My first discovery was that they have fat girls in Seventeen. I realize this is a politically incorrect way to characterize the plus models that have been added to the teen magazines in a positive step to address all aspects of the teen population. The residual teen that exists in my Id, however, cannot get over the fact there are fat girls in Seventeen. In my day there were never fat girls in Seventeen unless they were part of a before and after article. I was a fat girl, at least by model standards, which we all knew were the only standards that mattered. If your thighs touched, you were fat. If you were fat, you were not pretty, boys wouldn't like you, you had no value in the social world. In my teenage world perfection was more important than self-esteem. In fact I was raised in the days before self-esteem was important. You were either good enough to make the team or you were out. I was out.
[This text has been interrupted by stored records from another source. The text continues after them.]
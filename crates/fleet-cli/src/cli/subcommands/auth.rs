use clap::{Args, Subcommand};

/// Authentication commands.
#[derive(Clone, Debug, Subcommand)]
pub enum AuthCommands {
    /// Sign in with email and password.
    Login(AuthLoginArgs),
    /// Register a new account (an OTP is emailed to you).
    Register(AuthRegisterArgs),
    /// Verify the OTP emailed during registration.
    VerifyOtp(AuthVerifyOtpArgs),
    /// Ask the backend to email a fresh OTP.
    ResendOtp(AuthResendOtpArgs),
    /// Show the signed-in user.
    Whoami,
    /// Clear stored credentials.
    Logout,
    /// Show current auth status.
    Status,
}

#[derive(Clone, Debug, Args)]
pub struct AuthLoginArgs {
    /// Account email.
    #[arg(long)]
    pub email: String,
    /// Account password.
    #[arg(long)]
    pub password: String,
}

#[derive(Clone, Debug, Args)]
pub struct AuthRegisterArgs {
    #[arg(long)]
    pub first_name: String,
    #[arg(long)]
    pub last_name: String,
    /// Account role: admin, driver, employee.
    #[arg(long)]
    pub role: String,
    #[arg(long)]
    pub designation: String,
    /// URL of an already-uploaded profile image.
    #[arg(long, default_value = "")]
    pub user_img: String,
    #[arg(long)]
    pub email: String,
    #[arg(long)]
    pub password: String,
}

#[derive(Clone, Debug, Args)]
pub struct AuthVerifyOtpArgs {
    /// The one-time code from the email.
    pub otp: String,
    /// Account email (defaults to the one cached by `auth register`).
    #[arg(long)]
    pub email: Option<String>,
}

#[derive(Clone, Debug, Args)]
pub struct AuthResendOtpArgs {
    /// Account email (defaults to the one cached by `auth register`).
    #[arg(long)]
    pub email: Option<String>,
}
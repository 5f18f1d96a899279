#[derive(Clone, Copy, Debug)]
pub struct TableOptions {
    pub max_width: Option<usize>,
    pub color: bool,
}

const MIN_COLUMN_WIDTH: usize = 6;

/// Render an aligned text table for string rows.
#[must_use]
pub fn render_entity_table(
    headers: &[&str],
    rows: &[Vec<String>],
    options: TableOptions,
) -> String {
    let mut widths: Vec<usize> = headers
        .iter()
        .enumerate()
        .map(|(index, header)| {
            rows.iter()
                .filter_map(|row| row.get(index))
                .map(String::len)
                .max()
                .unwrap_or(0)
                .max(header.len())
                .max(MIN_COLUMN_WIDTH)
        })
        .collect();

    shrink_to_fit(&mut widths, headers, options.max_width);

    let header_line = headers
        .iter()
        .zip(widths.iter())
        .map(|(header, width)| {
            let text = truncate_text(header, *width);
            pad_cell(&text, *width, false, false)
        })
        .collect::<Vec<_>>()
        .join("  ");

    let divider = "-".repeat(strip_ansi(&header_line).len());

    let row_lines = rows
        .iter()
        .map(|row| {
            widths
                .iter()
                .enumerate()
                .map(|(index, width)| {
                    let value = row.get(index).cloned().unwrap_or_else(|| "-".to_string());
                    let truncated = truncate_text(&value, *width);
                    let numeric = looks_numeric(&truncated);
                    let cell = if options.color {
                        colorize_status(&truncated)
                    } else {
                        truncated
                    };
                    pad_cell(&cell, *width, numeric, options.color)
                })
                .collect::<Vec<_>>()
                .join("  ")
        })
        .collect::<Vec<_>>();

    let mut lines = Vec::with_capacity(2 + row_lines.len());
    lines.push(header_line);
    lines.push(divider);
    lines.extend(row_lines);
    lines.join("\n")
}

fn shrink_to_fit(widths: &mut [usize], headers: &[&str], max_width: Option<usize>) {
    let Some(max_width) = max_width else {
        return;
    };
    if widths.is_empty() {
        return;
    }

    let separators = widths.len().saturating_sub(1) * 2;
    let mut total = widths.iter().sum::<usize>() + separators;

    // Shave the widest shrinkable column one character at a time until the
    // table fits or every column is at its floor.
    while total > max_width {
        let mut candidate_idx = None;
        let mut candidate_width = 0usize;
        for (idx, width) in widths.iter().enumerate() {
            let floor = headers[idx].len().max(MIN_COLUMN_WIDTH);
            if *width > floor && *width > candidate_width {
                candidate_idx = Some(idx);
                candidate_width = *width;
            }
        }

        let Some(idx) = candidate_idx else {
            break;
        };

        widths[idx] -= 1;
        total -= 1;
    }
}

fn truncate_text(value: &str, width: usize) -> String {
    if value.chars().count() <= width {
        return value.to_string();
    }
    if width <= 1 {
        return "…".to_string();
    }

    let mut out: String = value.chars().take(width - 1).collect();
    out.push('…');
    out
}

fn looks_numeric(value: &str) -> bool {
    let trimmed = value.trim();
    !trimmed.is_empty()
        && trimmed
            .chars()
            .all(|ch| ch.is_ascii_digit() || matches!(ch, '-' | '+' | '.' | ','))
}

fn pad_cell(value: &str, width: usize, numeric: bool, has_ansi: bool) -> String {
    let plain_len = if has_ansi {
        strip_ansi(value).len()
    } else {
        value.len()
    };
    let pad = width.saturating_sub(plain_len);
    if numeric {
        format!("{}{}", " ".repeat(pad), value)
    } else {
        format!("{}{}", value, " ".repeat(pad))
    }
}

fn colorize_status(value: &str) -> String {
    let lower = value.to_ascii_lowercase();
    let code = if matches!(
        lower.as_str(),
        "ok" | "true" | "completed" | "done" | "good" | "passed" | "authenticated" | "yes"
    ) {
        Some("32")
    } else if matches!(
        lower.as_str(),
        "pending" | "ongoing" | "in-progress" | "scheduled" | "due"
    ) {
        Some("33")
    } else if matches!(
        lower.as_str(),
        "error" | "failed" | "false" | "not ok" | "faulty" | "overdue" | "no"
    ) {
        Some("31")
    } else {
        None
    };

    match code {
        Some(code) => format!("\u{1b}[{code}m{value}\u{1b}[0m"),
        None => value.to_string(),
    }
}

fn strip_ansi(value: &str) -> String {
    let mut out = String::with_capacity(value.len());
    let mut chars = value.chars().peekable();
    while let Some(ch) = chars.next() {
        if ch == '\u{1b}' && chars.peek() == Some(&'[') {
            let _ = chars.next();
            for next in chars.by_ref() {
                if next == 'm' {
                    break;
                }
            }
            continue;
        }
        out.push(ch);
    }
    out
}

#[cfg(test)]
mod tests {
    use super::{render_entity_table, strip_ansi, truncate_text, TableOptions};

    const PLAIN: TableOptions = TableOptions {
        max_width: None,
        color: false,
    };

    #[test]
    fn columns_align_and_numbers_right_justify() {
        let headers = ["veh_number", "km"];
        let rows = vec![
            vec!["GW-881-22".to_string(), "590".to_string()],
            vec!["GT-5512-19".to_string(), "12".to_string()],
        ];
        let out = render_entity_table(&headers, &rows, PLAIN);
        let lines: Vec<&str> = out.lines().collect();
        assert_eq!(lines.len(), 4);
        assert!(lines[2].starts_with("GW-881-22 "));
        assert!(lines[2].ends_with("590"));
        assert!(lines[3].ends_with(" 12"));
    }

    #[test]
    fn missing_cells_render_dash() {
        let headers = ["driver", "location"];
        let rows = vec![vec!["K. Mensah".to_string()]];
        let out = render_entity_table(&headers, &rows, PLAIN);
        assert!(out.lines().nth(2).is_some_and(|line| line.contains('-')));
    }

    #[test]
    fn wide_tables_shrink_to_max_width() {
        let headers = ["purpose"];
        let rows = vec![vec!["carting aggregates from the eastern quarry".to_string()]];
        let out = render_entity_table(
            &headers,
            &rows,
            TableOptions {
                max_width: Some(20),
                color: false,
            },
        );
        for line in out.lines() {
            assert!(line.chars().count() <= 20, "line too wide: {line:?}");
        }
        assert!(out.contains('…'));
    }

    #[test]
    fn truncation_keeps_width_and_marks_cut() {
        assert_eq!(truncate_text("maintenance", 6), "maint…");
        assert_eq!(truncate_text("km", 6), "km");
        assert_eq!(truncate_text("long", 1), "…");
    }

    #[test]
    fn status_words_get_color_codes() {
        let headers = ["status"];
        let rows = vec![vec!["completed".to_string()], vec!["pending".to_string()]];
        let out = render_entity_table(
            &headers,
            &rows,
            TableOptions {
                max_width: None,
                color: true,
            },
        );
        assert!(out.contains("\u{1b}[32mcompleted\u{1b}[0m"));
        assert!(out.contains("\u{1b}[33mpending\u{1b}[0m"));
        assert_eq!(strip_ansi("\u{1b}[32mcompleted\u{1b}[0m"), "completed");
    }
}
My daughters, of course, were not raised with this expectation of perfection. They were assured of their beauty since infancy and my efforts have paid off. I learned in college that a large part of beauty is the self confidence to project beauty. A woman who believes in her physical beauty is often perceived as beautiful by those surrounding her, even if she is not picture perfect. I have also met enough models to know the media illusion of beauty is just that, an illusion. I used to see a college acquaintance of mine every time I went to the airport; she was the face of a major car rental company. I knew what she looked like in real life, pretty, but not as pretty as the girl whose pictures I saw at the airport. I also knew the bitterness she had at the industry that provided her with the means to pay for her own college education. This bitterness was present in almost every intelligent girl I had met who had spent time in the modeling industry. So I kept my girls away from dreams of modeling and the idolization of media illusions. Their self confidence was built at home and if I had perceptions as to how they could be more perfect, I kept them to myself. Intellectually I knew the girls in Seventeen were not perfect. I worked to beak the cycle of insecurity that the fashion industry perpetuates.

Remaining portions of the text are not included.